Monoamine oxidase in end-stage heart failure associated with dilated and ischemic cardiomyopaties: a comparison between left and right ventricles.

Dilated (DCM) and ischemic (IHD) cardiomyopathies are the most common causes of heart failure, which is characterized by a progressive remodeling and dysfunction. Reactive species (ROS) contributed to each of these abnormalities. Among the multiple source of ROS, the monoamine oxidases (MAOs), that catalyze oxidative deamination of catecholamines and biogenic amines. generating hydrogen peroxide (H2O2) and aldehyde, may play an important role in the maladaptive evolution towards failure. At homeostatic conditions, the amount of aldehydes and H2O2 are regulated by aldehyde dehydrogenase (ALDH) and catalase (CAT) activities, respectively, both rescuing enzymes of the heart. Possibly, different levels of such enzymes might be present in DMC and IHD failing hearts and they may be proposed as discriminating markers of the two cardiomyopathies. Therefore, we investigated the enzymatic activities of MAO-A and MAO-B, of cytosolic and mitochondrial ALDH and of CAT and the amount of carbonylated proteins and malondialdehyde (MDA), indirect markers of oxidative stress, in right (RV) and left ventricles (LV) from end-stage failing hearts secondary to IHD and DMC.Both MAO isoforms, with a prevalence of MAO-A, were observed in failing hearts.
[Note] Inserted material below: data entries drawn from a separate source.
//! Structured logging setup.
//!
//! Page objects emit `tracing` events; a test binary installs a subscriber
//! once with [`init_logging`]. `RUST_LOG` overrides the configured level.

use crate::result::{HarnessError, HarnessResult};
use serde::{Deserialize, Serialize};
use tracing_subscriber::prelude::*;
use tracing_subscriber::{fmt, EnvFilter};

/// Log output format
#[derive(Debug, Clone, Copy, PartialEq, Eq, Default, Serialize, Deserialize)]
#[serde(rename_all = "lowercase")]
pub enum LogFormat {
    /// Human-readable lines
    #[default]
    Pretty,
    /// JSON lines, one event per line
    Json,
}

/// Logging configuration
#[derive(Debug, Clone, PartialEq, Eq, Serialize, Deserialize)]
#[serde(default)]
pub struct LogConfig {
    /// Level filter (trace, debug, info, warn, error)
    pub level: String,
    /// Output format
    pub format: LogFormat,
}

impl Default for LogConfig {
    fn default() -> Self {
        Self {
            level: "info".to_string(),
            format: LogFormat::Pretty,
        }
    }
}

fn build_filter(level: &str) -> HarnessResult<EnvFilter> {
    match EnvFilter::try_from_default_env() {
        Ok(filter) => Ok(filter),
        Err(_) => EnvFilter::try_new(level).map_err(|e| HarnessError::Config {
            message: format!("invalid log level {level:?}: {e}"),
        }),
    }
}

/// Install the global subscriber
///
/// # Errors
///
/// Returns an error for an invalid level or when a global subscriber is
/// already installed.
pub fn init_logging(config: &LogConfig) -> HarnessResult<()> {
    let filter = build_filter(&config.level)?;
    let registry = tracing_subscriber::registry().with(filter);
    let installed = match config.format {
        LogFormat::Pretty => registry
            .with(
                fmt::layer()
                    .with_writer(std::io::stderr)
                    .with_target(true),
            )
            .try_init(),
        LogFormat::Json => registry
            .with(
                fmt::layer()
                    .json()
                    .with_writer(std::io::stderr)
                    .with_current_span(true)
                    .flatten_event(true),
            )
            .try_init(),
    };
    installed.map_err(|e| HarnessError::Config {
        message: format!("logging already initialised: {e}"),
    })
}
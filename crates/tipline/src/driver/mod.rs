//! UiDriver - Abstract UI Automation Trait
//!
//! Page objects never talk to a browser directly. They compose calls on a
//! [`UiDriver`], injected at construction, so the same workflows run
//! against a scripted [`MockDriver`] in unit tests and against a real
//! browser (`ChromiumDriver`, feature `browser`) in end-to-end runs.
//!
//! ```text
//! ┌──────────────┐     ┌──────────────┐     ┌──────────────────────────┐
//! │  Scenario    │────►│  Page Object │────►│  UiDriver                │
//! │  (caller)    │     │  action      │     │  MockDriver | Chromium   │
//! └──────────────┘     └──────────────┘     └──────────────────────────┘
//! ```
//!
//! # Handle lifetime
//!
//! Every driver keeps a navigation *epoch*. [`UiDriver::locate`] binds the
//! current epoch into the handle without touching the page; a handle used
//! after a navigation is stale and fails with an interaction error.

mod mock;

#[cfg(feature = "browser")]
mod chromium;

pub use mock::{DriverCall, ElementKind, MockDriver, MockElement};

#[cfg(feature = "browser")]
pub use chromium::{BrowserSettings, ChromiumDriver};

use crate::result::{HarnessError, HarnessResult};
use crate::selector::Selector;
use async_trait::async_trait;
use std::path::Path;

/// Transient reference to an element.
///
/// Resolution is lazy: creating a handle never fails. The selector is
/// resolved again on every interaction.
#[derive(Debug, Clone, PartialEq, Eq)]
pub struct ElementHandle {
    selector: Selector,
    epoch: u64,
}

impl ElementHandle {
    /// Bind a selector to a navigation epoch
    #[must_use]
    pub const fn new(selector: Selector, epoch: u64) -> Self {
        Self { selector, epoch }
    }

    /// Selector this handle resolves
    #[must_use]
    pub const fn selector(&self) -> &Selector {
        &self.selector
    }

    /// Navigation epoch the handle was created in
    #[must_use]
    pub const fn epoch(&self) -> u64 {
        self.epoch
    }

    /// Fail if a navigation happened since this handle was created
    pub fn ensure_fresh(&self, current_epoch: u64) -> HarnessResult<()> {
        if self.epoch == current_epoch {
            Ok(())
        } else {
            Err(HarnessError::interaction(
                &self.selector,
                format!(
                    "stale handle (created in epoch {}, page is at epoch {current_epoch})",
                    self.epoch
                ),
            ))
        }
    }
}

/// Abstract driver trait for UI automation
///
/// All interactions take `&self`: one browser session is shared by every
/// page object of a harness, so implementations use interior mutability.
///
/// # Implementations
///
/// - [`MockDriver`] - scripted in-memory page, records a call trace
/// - `ChromiumDriver` - CDP via chromiumoxide (feature `browser`)
#[async_trait]
pub trait UiDriver: Send + Sync {
    /// Current navigation epoch
    fn epoch(&self) -> u64;

    /// Bind a selector to the current epoch without resolving it
    fn locate(&self, selector: &Selector) -> ElementHandle {
        ElementHandle::new(selector.clone(), self.epoch())
    }

    /// Navigate to a path or URL; invalidates every handle
    async fn navigate(&self, path: &str) -> HarnessResult<()>;

    /// Click element
    async fn click(&self, handle: &ElementHandle) -> HarnessResult<()>;

    /// Type text into an editable element, appending to its value
    async fn type_text(&self, handle: &ElementHandle, text: &str) -> HarnessResult<()>;

    /// Clear an editable element
    async fn clear(&self, handle: &ElementHandle) -> HarnessResult<()>;

    /// Read the rendered text of an element
    async fn read_text(&self, handle: &ElementHandle) -> HarnessResult<String>;

    /// Select a file on a file input.
    ///
    /// Disabled inputs are rejected. Hidden inputs are accepted, since
    /// styled upload widgets keep the real input out of view.
    async fn upload_file(&self, handle: &ElementHandle, path: &Path) -> HarnessResult<()>;

    /// Whether the selector currently resolves to an element
    async fn is_present(&self, handle: &ElementHandle) -> HarnessResult<bool>;

    /// Whether the element is present, visible and enabled
    async fn is_clickable(&self, handle: &ElementHandle) -> HarnessResult<bool>;

    /// Evaluate a JavaScript expression with `this` bound to the element.
    ///
    /// An expression that throws yields `null`, so readiness flags read
    /// from a page that is still bootstrapping count as not set.
    async fn evaluate(
        &self,
        handle: &ElementHandle,
        expression: &str,
    ) -> HarnessResult<serde_json::Value>;
}
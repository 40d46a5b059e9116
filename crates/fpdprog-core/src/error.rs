//! Error types for flash programming operations

use thiserror::Error;

/// Result type used throughout the crate
pub type Result<T> = core::result::Result<T, Error>;

/// Errors that can occur during flash operations
#[derive(Debug, Error)]
pub enum Error {
    /// JEDEC ID did not match any entry in the descriptor table
    #[error("unknown flash device (JEDEC ID {0:02X} {1:02X} {2:02X} {3:02X} {4:02X})")]
    UnknownDevice(u8, u8, u8, u8, u8),

    /// A bounded poll loop expired before the hardware signalled completion
    #[error("timeout waiting for {0}")]
    Timeout(&'static str),

    /// Caller passed an argument the controller or flash part cannot honor
    #[error("invalid argument: {0}")]
    InvalidArgument(String),

    /// Bank (extended address) register readback did not match what was written
    #[error("bank address register mismatch: wrote 0x{written:02X}, read 0x{read:02X}")]
    BankMismatch {
        /// Value written to the bank register
        written: u8,
        /// Value read back
        read: u8,
    },

    /// Flash contents did not match expectations after an erase or program pass
    #[error("verification failed at flash offset 0x{addr:08X}: expected 0x{expected:02X}, found 0x{found:02X}")]
    VerifyFailed {
        /// Absolute flash offset of the first mismatching byte
        addr: u32,
        /// Byte we expected to read
        expected: u8,
        /// Byte actually read
        found: u8,
    },

    /// Firmware image metadata is truncated, has a bad magic, or fails its CRC
    #[error("corrupt image: {0}")]
    CorruptImage(String),

    /// More than one image in a container matched the selection criteria;
    /// carries a description of each matching image
    #[error("image selection is ambiguous, {} images matched: {}", .0.len(), .0.join("; "))]
    SelectionAmbiguous(Vec<String>),

    /// No image in a container matched the selection criteria; carries a
    /// description of every image that was considered
    #[error("no image matched the selection criteria; candidates: {}", .0.join("; "))]
    SelectionNotFound(Vec<String>),

    /// DEFLATE payload failed to decompress
    #[error("payload decompression failed: {0}")]
    DecompressionFailed(String),

    /// Underlying I/O failure (mapping the register block, reading image files)
    #[error("I/O error: {0}")]
    Io(#[from] std::io::Error),
}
Nevertheless, we reported a significant increase in total MAO activity in IHD compared to DCM. In DMC specimens MAO-A was preferentially active in LV compared to RV, in concomitance with a higher level of CAT activity and a lower level of MDA amount, suggesting a role for CAT in scavenging MAO-derived H2O2. Our results indicate that the evaluation of MAO activity, in particular MAO-A, might help to discriminate between IHD and DCM associated with heart failure.